While rewarding, the group experience is not a benign technique. Students may feel vulnerable since the family therapy context may elicit some of their own family of origin issues. Supervisors needed to be vigilant to help them work through this. The major criticism of the course was the lack of opportunity to witness therapeutic intervention and follow-up of families. The course should be modified to provide this experience or students should be given this opportunity outside of the course. For supervisors, taking the time to reflect is necessary and provides a forum to grow in their own reflective skills so that the learning experience is a two way street.

There are other models of teaching family therapy but we chose reflectivity as a basic tool to self supervision and clinical practice since it can be applied to professional learning and teaching regardless of theoretical orientation and stage of learning (Schon, 1987). In the reflective model, students are met at their own level of motivation and anxiety for learning these principles. Teaching and learning are fostered in an environment of mutual safety and risk-taking where the student reflects on the self in relation to surrounding systems (the therapist, his/her family of origin, the supervisory relationship, the residency, the culture). Once the appetite is whetted, if students want a more in depth experience then electives in family therapy are available.

Some evidence exists that family and systemic training has lasting value for psychiatric practitioners after they graduate. Celano et al. (2002) collected survey data for general psychiatry residents rotating through a family evaluation training program. The trainees indicated that the program was helpful and valuable to them in their current practice. Guttman, Feldman and Engelsmann (1999) indicated in a survey of 291 psychiatrists who had completed couple and family training in their residency, that the training had beneficial effects on their roles as therapists and teachers, supervisors and program directors. Carter (1989) reporting on a follow-up survey of 87 psychiatrists who had training during their residency in marital and family therapy found similar effects.

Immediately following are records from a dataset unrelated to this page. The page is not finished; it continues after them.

//! Storage replay.
//!
//! Writes a normalized localStorage map into a store one key at a time. A key
//! that fails to persist is recorded in the [`ReplayReport`] and the batch
//! carries on; replay as a whole never fails.

use futures::stream::{self, StreamExt};
use sb_protocol::ReplayReport;
use serde_json::{Map, Value};
use tracing::{debug, info, warn};

use crate::codec::{decode_value, encode_value};
use crate::store::{AsyncKeyValueStore, KeyValueStore};

/// Applies every entry of `map` to `store`, in map order.
///
/// Re-applying the same map converges to the same store contents.
pub fn apply<S: KeyValueStore + ?Sized>(map: &Map<String, Value>, store: &S) -> ReplayReport {
	let mut report = ReplayReport::new();

	for (key, value) in map {
		match store.set(key, encode_value(value)) {
			Ok(()) => {
				debug!(target = "sb", key = %key, "applied storage key");
				report.record_applied(key.as_str());
			}
			Err(e) => {
				warn!(target = "sb", key = %key, error = %e, "failed to apply storage key");
				report.record_failed(key.as_str(), e.to_string());
			}
		}
	}

	log_summary(&report);
	report
}

/// Async variant of [`apply`] with bounded concurrency.
///
/// Up to `concurrency` writes are in flight at once; outcomes are recorded in
/// map order as they settle. A `concurrency` of 0 behaves like 1.
pub async fn apply_async<S: AsyncKeyValueStore + ?Sized>(map: &Map<String, Value>, store: &S, concurrency: usize) -> ReplayReport {
	let writes = map.iter().map(|(key, value)| {
		let encoded = encode_value(value);
		async move { (key, store.set_async(key, encoded).await) }
	});

	let mut outcomes = stream::iter(writes).buffered(concurrency.max(1));
	let mut report = ReplayReport::new();

	while let Some((key, outcome)) = outcomes.next().await {
		match outcome {
			Ok(()) => {
				debug!(target = "sb", key = %key, "applied storage key");
				report.record_applied(key.as_str());
			}
			Err(e) => {
				warn!(target = "sb", key = %key, error = %e, "failed to apply storage key");
				report.record_failed(key.as_str(), e.to_string());
			}
		}
	}

	log_summary(&report);
	report
}

/// Reads `key` back and decodes it.
pub fn read_value<S: KeyValueStore + ?Sized>(store: &S, key: &str) -> Option<Value> {
	store.get(key).map(|text| decode_value(&text))
}

fn log_summary(report: &ReplayReport) {
	info!(
		target = "sb",
		attempted = report.total_attempted,
		applied = report.applied_count(),
		failed = report.failed_count(),
		"storage replay finished"
	);
}
//! `sb get`: read one key back from a store file.

use sb::{FileStore, KeyValueStore, decode_value};
use tracing::debug;

use crate::cli::GetArgs;
use crate::config::CliConfig;
use crate::error::{CliError, Result};
use crate::output::{self, CommandInputs, GetData, OutputFormat, ResultBuilder};

pub fn execute(args: &GetArgs, config: &CliConfig, format: OutputFormat) -> Result<()> {
	let store_path = config.store_path(args.store.as_deref());
	debug!(target = "sb", key = %args.key, store = %store_path.display(), "reading key");

	let store = FileStore::open(&store_path)?;
	let raw = store.get(&args.key).ok_or_else(|| CliError::KeyNotFound(args.key.clone()))?;

	let result = ResultBuilder::new("get")
		.inputs(CommandInputs {
			store: Some(store_path),
			key: Some(args.key.clone()),
			..Default::default()
		})
		.data(GetData {
			key: args.key.clone(),
			value: decode_value(&raw),
			raw,
		})
		.build();

	output::print_result(&result, format);
	Ok(())
}
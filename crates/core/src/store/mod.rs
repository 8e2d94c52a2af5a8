//! Key/value persistence capabilities.
//!
//! The replay engine never reaches for ambient storage; callers hand it a
//! store. Writes may fail one key at a time, which is the only failure the
//! engine tolerates.
//!
//! * [`KeyValueStore`] - synchronous capability
//! * [`AsyncKeyValueStore`] - awaitable capability for async persistence
//! * [`MemoryStore`] - in-process map with an optional byte quota
//! * [`FileStore`] - JSON document on disk, rewritten on every write, with an
//!   optional byte quota

mod file;
mod memory;

use std::collections::BTreeMap;

use async_trait::async_trait;
pub use file::FileStore;
pub use memory::MemoryStore;

use crate::error::StoreError;

/// Synchronous key/value store.
///
/// Methods take `&self`; implementations use interior mutability so a store
/// can be shared while a replay is running.
pub trait KeyValueStore: Send + Sync {
	/// Reads the value stored under `key`.
	fn get(&self, key: &str) -> Option<String>;

	/// Writes `value` under `key`, replacing any previous value.
	fn set(&self, key: &str, value: String) -> Result<(), StoreError>;

	fn contains(&self, key: &str) -> bool {
		self.get(key).is_some()
	}
}

/// Awaitable key/value store.
#[async_trait]
pub trait AsyncKeyValueStore: Send + Sync {
	/// Reads the value stored under `key`.
	async fn get_async(&self, key: &str) -> Option<String>;

	/// Writes `value` under `key`, replacing any previous value.
	async fn set_async(&self, key: &str, value: String) -> Result<(), StoreError>;
}

/// Rejects a write that would push the summed byte length of keys and values
/// past `limit`. A replaced value only counts once.
pub(crate) fn check_quota(entries: &BTreeMap<String, String>, key: &str, value: &str, limit: Option<usize>) -> Result<(), StoreError> {
	let Some(limit) = limit else {
		return Ok(());
	};
	let others: usize = entries.iter().filter(|(k, _)| k.as_str() != key).map(|(k, v)| k.len() + v.len()).sum();
	if others + key.len() + value.len() > limit {
		return Err(StoreError::QuotaExceeded { key: key.to_string(), limit });
	}
	Ok(())
}

impl<S: KeyValueStore + ?Sized> KeyValueStore for std::sync::Arc<S> {
	fn get(&self, key: &str) -> Option<String> {
		(**self).get(key)
	}

	fn set(&self, key: &str, value: String) -> Result<(), StoreError> {
		(**self).set(key, value)
	}
}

Since our questionnaire falls more in the category of “consumer satisfaction”, this survey does not claim to be measuring core competency skills as required in psychotherapy training. Weerasekera et al. (2003) outlined their program’s approach to evaluating competency assessment in the McMaster Psychotherapy Program. For subspecialty training, Sexson et al. (2001) and Sargent et al. (2004) as part of the Work Group on Training and Education of the American Academy of Child and Adolescent Psychiatry have developed sample core competencies in six areas for training the child and adolescent psychiatrist but the guidelines are vague about incorporating systemic teaching.

The lack of literature discussing either content or process of family/systemic therapy teaching in psychiatry programs is concerning. First year trainees are taught the biopsychosocial model (Engel, 1979; Marmor, 1983) but practical ways to model skills, attitudes or core knowledge through systemic training are not readily available or widely discussed. There will never be enough child psychiatrists to meet service demands (Leverette & Massabki, 1995) so many children, adolescents and families will be seen by generalists. With trends toward growth in mental health fields such as Marriage and Family Counseling, psychiatrists are called upon to do more collaborative work with other professionals and systems of care but are receiving less training in systemic issues. In addition, psychiatrists often are called upon to be clinical leaders or consultants but have little experience in systems theory or lack the necessary reflective skills.

Our enthusiasm and advocacy for this type of teaching should in no way indicate that this brief training is a substitute for either a full child psychiatric training program or an intensive family therapy training program. The program we propose is a beginning to help residents think systemically in a biopsychosocial model incorporating interdisciplinarity and reflective skills.